→ **Exercise details**
Repeat each line of the data exactly as written.

□ □ □

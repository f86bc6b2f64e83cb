// ABOUTME: Page content library: HTML-to-node conversion and the node JSON wire format.
// ABOUTME: Re-exports html_to_content, Node, Element, ContentError and the allow-lists.

//! Content handling for Telegraph-style pages.
//!
//! # Example
//!
//! ```
//! use telegraph_content::{encode_content, html_to_content};
//!
//! let content = html_to_content("<p>Hello, <b>world</b></p>").unwrap();
//! assert_eq!(
//!     encode_content(&content).unwrap(),
//!     r#"[{"tag":"p","children":["Hello, ",{"tag":"b","children":["world"]}]}]"#
//! );
//! ```

pub mod converter;
pub mod error;
pub mod node;

pub use converter::{html_to_content, is_allowed_attr, is_allowed_tag, ALLOWED_ATTRS, ALLOWED_TAGS};
pub use error::ContentError;
pub use node::{decode_content, encode_content, Element, Node, MAX_DEPTH};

□ □ □

→ **Answer to this exercise**
repository f86bc6b2f64e83cb
// ABOUTME: Page content library: HTML-to-node conversion and the node JSON wire format.
// ABOUTME: Re-exports html_to_content, Node, Element, ContentError and the allow-lists.

//! Content handling for Telegraph-style pages.
//!
//! # Example
//!
//! ```
//! use telegraph_content::{encode_content, html_to_content};
//!
//! let content = html_to_content("<p>Hello, <b>world</b></p>").unwrap();
//! assert_eq!(
//!     encode_content(&content).unwrap(),
//!     r#"[{"tag":"p","children":["Hello, ",{"tag":"b","children":["world"]}]}]"#
//! );
//! ```

pub mod converter;
pub mod error;
pub mod node;

pub use converter::{html_to_content, is_allowed_attr, is_allowed_tag, ALLOWED_ATTRS, ALLOWED_TAGS};
pub use error::ContentError;
pub use node::{decode_content, encode_content, Element, Node, MAX_DEPTH};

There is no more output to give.